═══ GIVEN INFORMATION
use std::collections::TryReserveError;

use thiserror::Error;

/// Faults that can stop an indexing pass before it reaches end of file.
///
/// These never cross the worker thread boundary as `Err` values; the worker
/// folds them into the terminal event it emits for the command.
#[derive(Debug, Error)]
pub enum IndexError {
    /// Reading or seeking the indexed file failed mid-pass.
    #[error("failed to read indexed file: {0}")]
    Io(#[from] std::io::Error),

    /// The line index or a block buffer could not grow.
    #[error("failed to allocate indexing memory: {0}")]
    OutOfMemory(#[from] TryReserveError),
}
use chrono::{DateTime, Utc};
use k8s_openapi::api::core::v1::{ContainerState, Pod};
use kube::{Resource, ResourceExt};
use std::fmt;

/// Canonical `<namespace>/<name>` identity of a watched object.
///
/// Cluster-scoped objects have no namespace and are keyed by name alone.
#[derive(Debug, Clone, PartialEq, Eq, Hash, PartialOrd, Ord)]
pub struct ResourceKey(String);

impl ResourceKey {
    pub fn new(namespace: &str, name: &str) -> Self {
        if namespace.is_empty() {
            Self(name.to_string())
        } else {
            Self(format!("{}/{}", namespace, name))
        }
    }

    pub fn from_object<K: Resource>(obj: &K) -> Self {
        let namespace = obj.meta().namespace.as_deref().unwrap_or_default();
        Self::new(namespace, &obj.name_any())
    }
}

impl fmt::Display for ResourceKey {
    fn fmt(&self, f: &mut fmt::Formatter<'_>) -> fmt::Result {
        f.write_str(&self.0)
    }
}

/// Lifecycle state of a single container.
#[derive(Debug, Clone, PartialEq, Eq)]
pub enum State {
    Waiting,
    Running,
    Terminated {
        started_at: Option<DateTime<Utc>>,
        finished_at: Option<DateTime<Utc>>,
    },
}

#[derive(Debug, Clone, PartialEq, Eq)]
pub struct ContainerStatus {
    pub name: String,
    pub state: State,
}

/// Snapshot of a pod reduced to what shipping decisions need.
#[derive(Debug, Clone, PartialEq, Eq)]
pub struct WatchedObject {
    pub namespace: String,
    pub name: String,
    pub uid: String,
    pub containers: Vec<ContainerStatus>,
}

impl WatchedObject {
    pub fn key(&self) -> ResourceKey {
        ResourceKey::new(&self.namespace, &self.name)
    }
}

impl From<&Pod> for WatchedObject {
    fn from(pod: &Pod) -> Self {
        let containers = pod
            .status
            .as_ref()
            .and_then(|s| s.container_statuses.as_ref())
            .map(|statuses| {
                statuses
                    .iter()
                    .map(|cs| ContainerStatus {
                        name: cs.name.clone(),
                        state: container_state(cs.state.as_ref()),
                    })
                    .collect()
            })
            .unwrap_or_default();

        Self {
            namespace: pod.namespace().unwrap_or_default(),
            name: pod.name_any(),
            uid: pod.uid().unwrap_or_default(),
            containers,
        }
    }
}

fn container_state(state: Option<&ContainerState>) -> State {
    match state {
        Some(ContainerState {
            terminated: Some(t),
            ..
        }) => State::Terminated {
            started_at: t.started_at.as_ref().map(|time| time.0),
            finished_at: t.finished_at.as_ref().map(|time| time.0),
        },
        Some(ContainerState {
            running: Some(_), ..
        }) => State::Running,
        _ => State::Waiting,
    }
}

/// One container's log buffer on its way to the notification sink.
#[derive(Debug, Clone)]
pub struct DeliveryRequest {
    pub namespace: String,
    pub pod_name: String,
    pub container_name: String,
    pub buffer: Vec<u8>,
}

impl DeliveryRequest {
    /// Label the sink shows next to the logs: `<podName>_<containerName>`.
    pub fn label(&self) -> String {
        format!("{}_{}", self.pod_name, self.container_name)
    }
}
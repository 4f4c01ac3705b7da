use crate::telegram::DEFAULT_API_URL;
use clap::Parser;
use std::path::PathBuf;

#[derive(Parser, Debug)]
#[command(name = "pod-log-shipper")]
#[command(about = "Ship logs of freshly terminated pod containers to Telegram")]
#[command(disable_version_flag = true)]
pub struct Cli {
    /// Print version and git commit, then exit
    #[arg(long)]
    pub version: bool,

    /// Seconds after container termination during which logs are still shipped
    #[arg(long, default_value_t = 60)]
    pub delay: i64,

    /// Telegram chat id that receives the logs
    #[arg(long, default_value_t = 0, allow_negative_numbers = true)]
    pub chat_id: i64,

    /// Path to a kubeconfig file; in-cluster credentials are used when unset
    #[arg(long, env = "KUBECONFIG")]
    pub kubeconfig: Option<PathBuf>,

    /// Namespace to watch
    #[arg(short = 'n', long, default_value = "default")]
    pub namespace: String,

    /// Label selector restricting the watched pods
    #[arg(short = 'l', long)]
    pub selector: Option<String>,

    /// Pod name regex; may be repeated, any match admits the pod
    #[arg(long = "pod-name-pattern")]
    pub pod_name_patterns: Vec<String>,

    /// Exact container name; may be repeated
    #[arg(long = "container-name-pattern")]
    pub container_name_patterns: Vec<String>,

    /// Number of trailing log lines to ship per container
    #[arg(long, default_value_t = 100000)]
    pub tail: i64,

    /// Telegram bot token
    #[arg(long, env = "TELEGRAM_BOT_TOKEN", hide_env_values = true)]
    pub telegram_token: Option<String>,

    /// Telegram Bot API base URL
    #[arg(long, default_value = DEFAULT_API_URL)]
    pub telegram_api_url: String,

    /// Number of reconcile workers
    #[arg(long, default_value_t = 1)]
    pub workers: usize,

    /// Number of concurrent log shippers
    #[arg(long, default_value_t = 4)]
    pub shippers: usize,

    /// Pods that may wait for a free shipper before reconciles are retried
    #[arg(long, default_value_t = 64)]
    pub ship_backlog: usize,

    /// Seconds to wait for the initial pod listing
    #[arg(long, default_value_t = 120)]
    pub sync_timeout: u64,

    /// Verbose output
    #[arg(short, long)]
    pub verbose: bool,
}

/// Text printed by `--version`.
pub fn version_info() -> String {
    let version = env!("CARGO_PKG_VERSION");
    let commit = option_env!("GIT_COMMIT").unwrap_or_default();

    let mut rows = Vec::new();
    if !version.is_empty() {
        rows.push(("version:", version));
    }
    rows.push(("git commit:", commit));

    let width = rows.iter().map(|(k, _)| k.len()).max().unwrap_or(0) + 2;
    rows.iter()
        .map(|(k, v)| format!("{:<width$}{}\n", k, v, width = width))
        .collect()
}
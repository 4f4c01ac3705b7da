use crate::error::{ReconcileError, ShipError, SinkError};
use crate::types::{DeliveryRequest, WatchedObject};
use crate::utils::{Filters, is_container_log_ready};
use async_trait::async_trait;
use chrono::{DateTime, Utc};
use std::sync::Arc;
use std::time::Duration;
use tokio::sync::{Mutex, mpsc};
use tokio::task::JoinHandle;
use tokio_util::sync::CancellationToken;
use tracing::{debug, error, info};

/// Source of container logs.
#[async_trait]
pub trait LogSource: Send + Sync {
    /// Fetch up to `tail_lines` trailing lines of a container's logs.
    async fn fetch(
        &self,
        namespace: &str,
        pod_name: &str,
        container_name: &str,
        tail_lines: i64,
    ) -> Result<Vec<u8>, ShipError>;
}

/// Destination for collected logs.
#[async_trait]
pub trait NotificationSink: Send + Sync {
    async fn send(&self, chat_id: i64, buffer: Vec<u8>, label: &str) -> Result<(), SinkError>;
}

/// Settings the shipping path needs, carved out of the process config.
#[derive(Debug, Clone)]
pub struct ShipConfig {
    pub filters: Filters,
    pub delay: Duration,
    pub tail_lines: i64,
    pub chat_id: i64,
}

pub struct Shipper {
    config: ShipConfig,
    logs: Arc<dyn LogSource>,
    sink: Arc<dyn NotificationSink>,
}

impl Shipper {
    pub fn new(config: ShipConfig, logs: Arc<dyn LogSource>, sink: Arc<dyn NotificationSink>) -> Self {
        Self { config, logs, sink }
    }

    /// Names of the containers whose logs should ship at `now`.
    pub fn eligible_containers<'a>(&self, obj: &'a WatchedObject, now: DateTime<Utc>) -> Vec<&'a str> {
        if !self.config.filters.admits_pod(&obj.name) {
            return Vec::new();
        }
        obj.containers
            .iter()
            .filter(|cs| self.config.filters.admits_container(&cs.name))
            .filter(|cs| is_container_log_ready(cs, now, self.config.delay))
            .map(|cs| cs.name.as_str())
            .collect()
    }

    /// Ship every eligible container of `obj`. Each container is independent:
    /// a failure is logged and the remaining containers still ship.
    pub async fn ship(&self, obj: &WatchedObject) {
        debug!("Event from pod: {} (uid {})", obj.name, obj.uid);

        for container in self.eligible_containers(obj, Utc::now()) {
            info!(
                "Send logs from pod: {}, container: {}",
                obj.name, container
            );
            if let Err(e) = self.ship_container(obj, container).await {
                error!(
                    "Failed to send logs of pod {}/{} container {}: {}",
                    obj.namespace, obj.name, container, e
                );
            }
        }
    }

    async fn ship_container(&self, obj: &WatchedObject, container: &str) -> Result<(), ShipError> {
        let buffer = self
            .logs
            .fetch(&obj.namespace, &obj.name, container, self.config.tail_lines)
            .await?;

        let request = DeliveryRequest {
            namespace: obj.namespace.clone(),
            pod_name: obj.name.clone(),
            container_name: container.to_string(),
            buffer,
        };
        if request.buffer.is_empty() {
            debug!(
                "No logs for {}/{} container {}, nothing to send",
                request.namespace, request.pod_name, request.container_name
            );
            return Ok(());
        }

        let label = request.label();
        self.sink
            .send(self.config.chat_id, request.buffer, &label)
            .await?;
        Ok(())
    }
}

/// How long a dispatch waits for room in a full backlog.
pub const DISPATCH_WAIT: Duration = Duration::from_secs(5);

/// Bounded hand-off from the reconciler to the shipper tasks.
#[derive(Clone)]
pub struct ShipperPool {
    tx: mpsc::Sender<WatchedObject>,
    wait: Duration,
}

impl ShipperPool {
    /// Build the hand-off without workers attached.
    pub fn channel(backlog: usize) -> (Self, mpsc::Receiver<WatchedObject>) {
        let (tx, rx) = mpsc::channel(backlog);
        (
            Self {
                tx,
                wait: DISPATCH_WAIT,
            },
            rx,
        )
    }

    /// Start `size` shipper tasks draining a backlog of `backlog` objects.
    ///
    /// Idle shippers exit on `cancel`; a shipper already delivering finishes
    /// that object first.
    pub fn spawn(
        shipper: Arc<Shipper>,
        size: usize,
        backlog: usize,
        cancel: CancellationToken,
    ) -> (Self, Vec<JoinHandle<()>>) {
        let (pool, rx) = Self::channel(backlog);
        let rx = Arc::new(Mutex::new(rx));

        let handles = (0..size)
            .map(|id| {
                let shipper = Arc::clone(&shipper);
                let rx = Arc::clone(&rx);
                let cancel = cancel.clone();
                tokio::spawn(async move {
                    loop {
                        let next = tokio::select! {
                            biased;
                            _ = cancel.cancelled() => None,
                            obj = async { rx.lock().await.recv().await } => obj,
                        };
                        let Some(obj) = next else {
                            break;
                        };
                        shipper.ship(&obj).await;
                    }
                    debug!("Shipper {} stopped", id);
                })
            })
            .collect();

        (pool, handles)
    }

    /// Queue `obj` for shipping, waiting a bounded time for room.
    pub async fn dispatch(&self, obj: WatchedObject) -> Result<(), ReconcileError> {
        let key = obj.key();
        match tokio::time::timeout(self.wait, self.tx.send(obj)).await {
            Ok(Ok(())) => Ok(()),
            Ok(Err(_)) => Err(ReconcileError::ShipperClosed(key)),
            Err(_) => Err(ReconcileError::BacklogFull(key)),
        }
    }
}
══════
▶ **PROBLEM STATEMENT**
Go through the listing above, and whenever a line holds the word "buffer", copy it.

▶ **THE ANSWER**
    /// The line index or a block buffer could not grow.
/// One container's log buffer on its way to the notification sink.
    pub buffer: Vec<u8>,
    async fn send(&self, chat_id: i64, buffer: Vec<u8>, label: &str) -> Result<(), SinkError>;
        let buffer = self
            buffer,
        if request.buffer.is_empty() {
            .send(self.config.chat_id, request.buffer, &label)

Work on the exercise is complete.